By no means was this the first reference to dictators on MSNBC's post-Trump speech commentary. Here's how Rachel Maddow and Nicolle Wallace kicked off their wrap-up (click "expand"):

MSNBC REPUBLICAN NATIONAL CONVENTION COVERAGE:

7/19/2024

12:08:03 AM

2 minutes 25 seconds

RACHEL MADDOW: We knew this was going to be a long speech when we got first the excerpts and then the full text of it scripted at probably about an hour. But this came in over an hour and a half long. This was a Fidel Castro kind of experience. The former president did get to most of the words on the teleprompter, but added a whole lot more.

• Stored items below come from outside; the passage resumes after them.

//! Immutable constant tables for the nutrition engine
//!
//! Every coefficient, factor and default used by the calculators lives here,
//! grouped by the component that reads it. Calculators address these values
//! through the typed enums in [`crate::types`], never by string.

/// Energy density of each macronutrient (Atwater factors)
pub mod energy_density {
    /// kcal per gram of protein
    pub const PROTEIN_KCAL_PER_G: f64 = 4.0;
    /// kcal per gram of fat
    pub const FAT_KCAL_PER_G: f64 = 9.0;
    /// kcal per gram of carbohydrate
    pub const CARBOHYDRATE_KCAL_PER_G: f64 = 4.0;
}

/// Basal metabolic rate equation coefficients
pub mod bmr {
    /// Harris-Benedict (1919), male: 66.5 + 13.75·w + 5.003·h − 6.755·a
    pub const HB_MALE_CONSTANT: f64 = 66.5;
    pub const HB_MALE_WEIGHT: f64 = 13.75;
    pub const HB_MALE_HEIGHT: f64 = 5.003;
    pub const HB_MALE_AGE: f64 = 6.755;

    /// Harris-Benedict (1919), female: 655.1 + 9.563·w + 1.850·h − 4.676·a
    pub const HB_FEMALE_CONSTANT: f64 = 655.1;
    pub const HB_FEMALE_WEIGHT: f64 = 9.563;
    pub const HB_FEMALE_HEIGHT: f64 = 1.850;
    pub const HB_FEMALE_AGE: f64 = 4.676;

    /// Mifflin-St Jeor (1990): 10·w + 6.25·h − 5·a + sex constant
    pub const MSJ_WEIGHT: f64 = 10.0;
    pub const MSJ_HEIGHT: f64 = 6.25;
    pub const MSJ_AGE: f64 = 5.0;
    pub const MSJ_MALE_CONSTANT: f64 = 5.0;
    pub const MSJ_FEMALE_CONSTANT: f64 = -161.0;

    /// Katch-McArdle: 370 + 21.6·LBM
    pub const KATCH_MCARDLE_CONSTANT: f64 = 370.0;
    pub const KATCH_MCARDLE_LBM: f64 = 21.6;

    /// Cunningham: 500 + 22·LBM
    pub const CUNNINGHAM_CONSTANT: f64 = 500.0;
    pub const CUNNINGHAM_LBM: f64 = 22.0;

    /// Athlete shortcut: kcal per kg of body weight
    pub const ATHLETE_KCAL_PER_KG: f64 = 22.0;
}

/// Activity factors applied to BMR
pub mod activity {
    pub const SEDENTARY: f64 = 1.2;
    pub const LIGHT: f64 = 1.375;
    pub const MODERATE: f64 = 1.55;
    pub const VERY_ACTIVE: f64 = 1.725;
    pub const EXTREMELY_ACTIVE: f64 = 1.9;
}

/// Objective adjustment defaults
pub mod objective {
    /// Minimum caloric target; a deficit never pushes VET below this
    pub const CALORIE_FLOOR_KCAL: f64 = 1200.0;
    /// Deficit applied for weight loss when no explicit adjustment is given
    pub const WEIGHT_LOSS_DEFICIT_KCAL: f64 = 500.0;
    /// Surplus applied for hypertrophy when no explicit adjustment is given
    pub const HYPERTROPHY_SURPLUS_KCAL: f64 = 350.0;
}

/// Per-kilogram macronutrient ratios by profile, as (min, max, default)
pub mod ratios {
    pub const NORMAL_WEIGHT_PROTEIN: (f64, f64, f64) = (1.6, 1.8, 1.8);
    pub const NORMAL_WEIGHT_FAT: (f64, f64, f64) = (0.8, 0.8, 0.8);

    pub const OVERWEIGHT_PROTEIN: (f64, f64, f64) = (1.2, 2.0, 1.6);
    pub const OVERWEIGHT_FAT: (f64, f64, f64) = (0.6, 0.7, 0.7);

    pub const ATHLETE_PROTEIN: (f64, f64, f64) = (2.0, 2.2, 2.2);
    pub const ATHLETE_FAT: (f64, f64, f64) = (1.0, 1.0, 1.0);

    /// Fat share of VET used by the percent-of-energy method
    pub const DEFAULT_FAT_ENERGY_PERCENT: f64 = 25.0;
}

/// Default six-meal allocation table
pub mod meals {
    /// Number of meals a complete allocation must contain
    pub const MEAL_COUNT: usize = 6;

    /// (protein %, fat %, carbohydrate %, hour, minute) in serving order
    pub const DEFAULT_TEMPLATE: [(f64, f64, f64, u32, u32); MEAL_COUNT] = [
        (20.0, 15.0, 25.0, 7, 0),
        (10.0, 10.0, 15.0, 10, 0),
        (35.0, 40.0, 30.0, 12, 30),
        (10.0, 10.0, 10.0, 15, 30),
        (20.0, 20.0, 18.0, 19, 30),
        (5.0, 5.0, 2.0, 22, 0),
    ];
}

/// Tolerances used by the consistency checks
pub mod tolerance {
    /// Allowed drift of a macro's meal percentages from 100
    pub const MEAL_PERCENT_SUM: f64 = 1.0;
    /// Allowed drift of the macro kcal sum from the caloric target
    pub const MACRO_KCAL_SUM: f64 = 1.0;
}

/// Hard limits; values outside are rejected
pub mod limits {
    pub const MAX_AGE_YEARS: i64 = 150;
}

/// Plausible clinical ranges; values outside produce warnings, not errors
pub mod plausible {
    pub const WEIGHT_KG: (f64, f64) = (20.0, 500.0);
    pub const HEIGHT_CM: (f64, f64) = (50.0, 300.0);
    pub const MAX_AGE_YEARS: u32 = 120;
    pub const BODY_FAT_PERCENT: (f64, f64) = (3.0, 60.0);
}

NICOLLE WALLACE: Yeah. There was a lot of extra cereal in the box, if you will.

MADDOW: Yes. Nicole Wallace what did you think?

WALLACE: Well so interestingly, it was pointed out to me that Fox News had stopped carrying his speeches about a month ago and I thought that was curious. And it was when there was a lot in them about electrocution and sharks.

I think when you watch what is arguably his biggest opportunity to speak before the most Americans, you see a little bit of where that -- where some of that thinking might be right? This was very extemporaneous. It was I think about half and half right? Half of it was the scripted speech, and there was about 50% extra added. In the room, it was messianic. People were crying, and they definitely loved it. Trump who --

MADDOW: At the beginning they loved it and were crying. By the end The New York Times actually reported – we’re trying to chase this down – but that actually by the end the upper level seats people were emptying.

WALLACE: And The Times had a great sort of bottom line on this in the beginning, he said he changed by the end it was pretty clear he hadn’t- or hadn’t very much. I think if you are wondering what impact this has on a viewing audience, you have to wonder how much of it the viewing audience stayed through. It was very – it was longer than current modern baseball games with the new pitching clock. I don’t even know that all baseball games last that long.

It was very lengthy, it was very meandering. I hope that the bigger message anyone in the pro-democracy side got tonight, is that the pro-democracy candidate, the democratic person, can beat him and by a lot, and decisively, rendering the story that you cover which- on Rutenberg, meaningless if that should happen. The other thing is if you are looking in here for kernels of substance describing what happened to them on Saturday night, saying this is the one and only time he'll do that, we'll see, right? It seemed like a story that once he got into it, he was very connecting over it and sharing.

This certainly isn’t new material for Beschloss. A few short months ago, ahead of the State of the Union address, Beschloss plied the same hysterical schtick- as captured by our colleague Alex Christy:

Beschloss declared that “this is a real historical moment” and warned, “We could be a dictatorship next year if Donald Trump is elected and carries through on his threats and carries through on his threats to suspend the Constitution. That's what's at stake.”

In fairness, it wasn’t just Beschloss: most of the prime-time panel took turns comparing Trump’s speech to those of Fidel Castro or Nikita Kruschev. But it was Beschloss who ramped the hysterics to 11. There were calls for a lowering of the rhetorical temperature in the wake of the attempted assassination of former President Trump. Those pleas went unheeded at MSNBC. 

Instead, America’s TeleSur gleefully went the other way. Reasonable people may determine that this was done, precisely, in order to stimulate the impulses of the hext homicidal nutjob that feels compelled to take Democracy™ into their own hands. 

In hindsight, César Conde should’ve pulled the plug on prime-time.

MRC intern Sarah Butler contributed to the preparation of this item.